My dream mate is supportive.  He is a cheerleader when you're winning, and especially when you feel like you're going to fail.  He goes with you to exercise classes, even when he's feeling shy.  He is behind you 100% when you're working on yourself, and does nothing to sabotage your good work.  And when you want to sabotage your own good work, he doesn't criticize.  He doesn't ignore your pain.  He takes you in his arms, and he dances with you.  He just dances with you.

My dream mate is funny.  He may be quiet in crowds, but when he does speak up, it is always something that makes people laugh.  And they rarely see it coming.

My dream mate is smart.  He has a good understanding of the world and how it works, he follows the news, he reads, he absorbs facts like a sponge, which makes him a formidable competitor at any trivia game.  He remembers telephone numbers (as I do not.)

My dream mate likes pretty much exactly what I like, when it comes to movies or hobbies or people or design.  Maybe there's a few differences thrown in for good measure.  There has to be something to debate, after all.

And I'll admit that the description of my dream mate might make you might laugh, and tell me he doesn't exist, and that it's very unlikely I'd ever be lucky enough to meet him if he did.  But you'd be wrong on both counts.  I was surprised that he existed, too.  So I married him.

***

On to balance and motivation, and a challenging day yesterday.

As has been the case since January, I was happy to do everything related to my weight loss journey.  Plan food for the week? Check.  Eat planned food for the day? Check.  Go to the gym? Check.  Blog about weight loss journey? Check.

But as has been the case since January, being so successful with my health has caused the balance to shift.  Everything that I used to do easily (while I avoided taking care of myself) is like pulling teeth now that I'm focusing on my health.  So when it came to anything else yesterday... dishes, laundry, journaling, bill-paying, writing, meditation... you name it, I tried to shirk out of it.  Successfully.  Just before our planned departure time for the gym, I was in pieces.
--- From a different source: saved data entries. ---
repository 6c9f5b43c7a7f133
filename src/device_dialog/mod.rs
pub mod impl_console;
#[cfg(test)]
pub mod impl_fake;
pub mod impl_gui;
pub mod interface;
use crate::device_connectivity::interface::DeviceConnectivity;
use crate::device_dialog::interface::DeviceDialog;
use crate::device_image_source::interface::DeviceImageSource;
use crate::device_permission::interface::DevicePermission;
use crate::game::core::{init, transition, Effect, Event, Model, Score};
use crate::game::run_effect::RunEffect;
use crate::image_classifier::interface::ImageClassifier;
use crate::library::logger::interface::Logger;
use std::sync::mpsc::{channel, Receiver, Sender};
use std::sync::Arc;
use tokio::runtime::Runtime;

/// One play session. Owns the score and every piece of background work;
/// dropping it cancels the classification in flight.
pub struct Game {
    logger: Arc<dyn Logger + Send + Sync>,
    run_effect: RunEffect,
    event_sender: Sender<Event>,
    event_receiver: Receiver<Event>,
    runtime: Option<Runtime>,
}

impl Game {
    pub fn new(
        logger: Arc<dyn Logger + Send + Sync>,
        device_image_source: Arc<dyn DeviceImageSource + Send + Sync>,
        device_permission: Arc<dyn DevicePermission + Send + Sync>,
        device_connectivity: Arc<dyn DeviceConnectivity + Send + Sync>,
        device_dialog: Arc<dyn DeviceDialog + Send + Sync>,
        image_classifier: Arc<dyn ImageClassifier + Send + Sync>,
    ) -> Result<Self, Box<dyn std::error::Error + Send + Sync>> {
        let runtime = tokio::runtime::Builder::new_multi_thread()
            .worker_threads(1)
            .thread_name("whatsit-classify")
            .enable_all()
            .build()?;
        let (event_sender, event_receiver) = channel();
        let logger = logger.with_namespace("game");

        let run_effect = RunEffect::new(
            logger.clone(),
            device_image_source,
            device_permission,
            device_connectivity,
            device_dialog,
            image_classifier,
            runtime.handle().clone(),
            event_sender.clone(),
        );

        Ok(Self {
            logger,
            run_effect,
            event_sender,
            event_receiver,
            runtime: Some(runtime),
        })
    }

    pub fn event_sender(&self) -> Sender<Event> {
        self.event_sender.clone()
    }

    /// Returns true once `Exit` has been seen.
    fn spawn_effects(&self, effects: Vec<Effect>) -> bool {
        let mut exit = false;
        for effect in effects {
            if effect == Effect::Exit {
                exit = true;
            }
            if RunEffect::is_immediate(&effect) {
                self.run_effect.run_effect(effect);
            } else {
                let run_effect = self.run_effect.clone();
                std::thread::spawn(move || run_effect.run_effect(effect));
            }
        }
        exit
    }

    /// Drives the session until the player stops or the front end closes.
    pub fn run(&self) -> Result<Score, Box<dyn std::error::Error + Send + Sync>> {
        let (mut model, effects) = init();
        let _ = self.logger.info(&format!("\ninit model:\n\t{:?}", model));

        if self.spawn_effects(effects) {
            return Ok(model.score);
        }

        loop {
            let event = self.event_receiver.recv()?;

            let _ = self.logger.info(&format!(
                "\nold model:\n\t{:?}\n\nevent:\n\t{:?}",
                model, event,
            ));
            let (new_model, effects) = transition(model, event);
            let _ = self.logger.info(&format!(
                "\nnew model:\n\t{:?}\n\neffects:\n\t{:?}",
                new_model, effects
            ));
            model = new_model;

            if self.spawn_effects(effects) {
                break;
            }
        }

        self.log_final(&model);
        Ok(model.score)
    }

    fn log_final(&self, model: &Model) {
        let _ = self.logger.info(&format!(
            "Session over after {} rounds: {} right, {} wrong",
            model.score.rounds(),
            model.score.right,
            model.score.wrong
        ));
    }
}

impl Drop for Game {
    fn drop(&mut self) {
        self.run_effect.cancel_classification();
        if let Some(runtime) = self.runtime.take() {
            runtime.shutdown_background();
        }
    }
}
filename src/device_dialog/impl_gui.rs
use crate::device_dialog::interface::{Advisory, Answer, DeviceDialog, DeviceDialogEvent, Prompt};
use crate::library::logger::interface::Logger;
use std::error::Error;
use std::sync::mpsc::{channel, Receiver, Sender};
use std::sync::{Arc, Mutex, PoisonError};
use std::time::{Duration, Instant};

const ADVISORY_DURATION: Duration = Duration::from_secs(4);
const REPAINT_INTERVAL: Duration = Duration::from_millis(100);

struct Pending {
    prompt: Prompt,
    reply: Sender<Answer>,
}

#[derive(Default)]
struct WindowState {
    pending: Option<Pending>,
    advisories: Vec<(Advisory, Instant)>,
    close_at: Option<Instant>,
}

impl WindowState {
    /// A newer prompt withdraws the one on screen.
    fn offer(&mut self, prompt: &Prompt) -> Receiver<Answer> {
        let (reply, answer) = channel();
        self.pending = Some(Pending {
            prompt: prompt.clone(),
            reply,
        });
        answer
    }

    fn answer(&mut self, answer: Answer) {
        if let Some(pending) = self.pending.take() {
            let _ = pending.reply.send(answer);
        }
    }

    fn expire_advisories(&mut self, now: Instant) {
        self.advisories
            .retain(|(_, shown_at)| now.duration_since(*shown_at) < ADVISORY_DURATION);
    }
}

struct DialogWindow {
    state: Arc<Mutex<WindowState>>,
    events: Sender<DeviceDialogEvent>,
}

impl eframe::App for DialogWindow {
    fn update(&mut self, ctx: &egui::Context, _frame: &mut eframe::Frame) {
        let mut state = self.state.lock().unwrap_or_else(PoisonError::into_inner);
        let now = Instant::now();

        state.expire_advisories(now);
        if state.close_at.is_some_and(|close_at| now >= close_at) {
            ctx.send_viewport_cmd(egui::ViewportCommand::Close);
        }

        let mut replay = false;
        let mut answered = None;

        egui::TopBottomPanel::top("toolbar").show(ctx, |ui| {
            ui.horizontal(|ui| {
                ui.heading("WhatsIt");
                ui.with_layout(egui::Layout::right_to_left(egui::Align::Center), |ui| {
                    if ui.button("Play again").clicked() {
                        replay = true;
                    }
                });
            });
        });

        egui::CentralPanel::default().show(ctx, |ui| {
            for (advisory, _) in &state.advisories {
                egui::Frame::group(ui.style()).show(ui, |ui| {
                    if let Some(title) = &advisory.title {
                        ui.label(egui::RichText::new(title).strong());
                    }
                    ui.label(&advisory.message);
                });
                ui.add_space(8.0);
            }

            match &state.pending {
                Some(pending) => {
                    ui.vertical_centered(|ui| {
                        ui.add_space(12.0);
                        ui.label(egui::RichText::new(&pending.prompt.title).size(20.0).strong());
                        ui.add_space(8.0);
                        ui.label(&pending.prompt.message);
                        ui.add_space(16.0);
                        ui.horizontal(|ui| {
                            if ui.button(&pending.prompt.positive).clicked() {
                                answered = Some(Answer::Positive);
                            }
                            if ui.button(&pending.prompt.negative).clicked() {
                                answered = Some(Answer::Negative);
                            }
                        });
                    });
                }
                None => {
                    ui.vertical_centered(|ui| {
                        ui.add_space(40.0);
                        ui.weak("...");
                    });
                }
            }
        });

        if let Some(answer) = answered {
            state.answer(answer);
        }
        if replay {
            state.pending.take();
            let _ = self.events.send(DeviceDialogEvent::Replay);
        }

        ctx.request_repaint_after(REPAINT_INTERVAL);
    }
}

/// egui window front end. The window must be driven from the main thread
/// with `run_window`; `ask` and `notify` may be called from any thread.
pub struct DeviceDialogGui {
    state: Arc<Mutex<WindowState>>,
    event_sender: Sender<DeviceDialogEvent>,
    event_receiver: Mutex<Option<Receiver<DeviceDialogEvent>>>,
    logger: Arc<dyn Logger + Send + Sync>,
}

impl DeviceDialogGui {
    pub fn new(logger: Arc<dyn Logger + Send + Sync>) -> Self {
        let (event_sender, event_receiver) = channel();
        Self {
            state: Arc::new(Mutex::new(WindowState::default())),
            event_sender,
            event_receiver: Mutex::new(Some(event_receiver)),
            logger: logger.with_namespace("dialog").with_namespace("gui"),
        }
    }

    /// Blocks until the window is closed, then reports `Closed`.
    pub fn run_window(&self) -> Result<(), Box<dyn Error + Send + Sync>> {
        let options = eframe::NativeOptions {
            viewport: egui::ViewportBuilder::default()
                .with_title("WhatsIt")
                .with_inner_size([420.0, 320.0]),
            ..Default::default()
        };

        let window = DialogWindow {
            state: self.state.clone(),
            events: self.event_sender.clone(),
        };

        self.logger.info("Opening window")?;
        let result = eframe::run_native("WhatsIt", options, Box::new(|_cc| Box::new(window)));
        self.logger.info("Window closed")?;

        self.state
            .lock()
            .unwrap_or_else(PoisonError::into_inner)
            .pending
            .take();
        let _ = self.event_sender.send(DeviceDialogEvent::Closed);

        result.map_err(|e| e.to_string().into())
    }

    /// Lets remaining advisories show for a moment, then closes the window.
    pub fn close_after(&self, delay: Duration) {
        self.state
            .lock()
            .unwrap_or_else(PoisonError::into_inner)
            .close_at = Some(Instant::now() + delay);
    }
}

impl DeviceDialog for DeviceDialogGui {
    fn ask(&self, prompt: &Prompt) -> Result<Answer, Box<dyn Error + Send + Sync>> {
        self.logger.info(&format!("ask {:?}", prompt.title))?;
        let answer = self
            .state
            .lock()
            .unwrap_or_else(PoisonError::into_inner)
            .offer(prompt);
        answer.recv().map_err(|_| "Prompt withdrawn".into())
    }

    fn notify(&self, advisory: &Advisory) -> Result<(), Box<dyn Error + Send + Sync>> {
        self.logger.info(&format!("notify {:?}", advisory.message))?;
        self.state
            .lock()
            .unwrap_or_else(PoisonError::into_inner)
            .advisories
            .push((advisory.clone(), Instant::now()));
        Ok(())
    }

    fn events(&self) -> Option<Receiver<DeviceDialogEvent>> {
        self.event_receiver
            .lock()
            .unwrap_or_else(PoisonError::into_inner)
            .take()
    }
}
And in tears.  There's so much that I want out of life.  And so much of it starts with these little tasks that I sometimes struggle with.  Writing leads to career.  Bill-paying leads to house-buying.  Laundry leads to looking cute, putting your best foot forward, and not smelling.  Doing dishes leads to avoiding bug infestation, and we ALL appreciate that.

I urgently want the career, the house, the peace of mind. (And following that, the other, more unspoken desire: the kid I can't afford in LA without those things.) So why is it so damned hard sometimes?

Before Tom lovingly nudged the gym bag into my hands, I posted one sentence on Facebook:

"I used to do everything but take care of myself.  Now I work hard to take care of myself, but everything else feels like a struggle.  Will I ever be able to balance?"

When I got back from my swim (and since then) I've received such insightful replies that I wanted to share some of them with you, here.  Because so many people seek balance and it may well be the eternal struggle.  For your inspiration, here are some of my friends' thoughts on balance:

Erica says: "I think there will be a point where balance is found... but it takes time and practice, just like living healthier."

Lisa says:  "I always think of balance as a pendulum on a string.  It gets pulled too hard in one direction, it has to swing back and forth to achieve balance again.  But it always swings by balance on the way back and forth, so you can at least keep your eye on it and know where it is."

Cynthia says:  "In dance, balance is something that is always - slightly - maintained, but is the place you start from, again and again, only to move beyond the point of being centered.  Getting back there, that is where the struggle is, that is where life is lived.  Rejoice in the act of coming to center and bursting forth."

Today the pendulum has been heading back to center again.  I'm waving at it as I pass by.  I rejoice as I burst forth.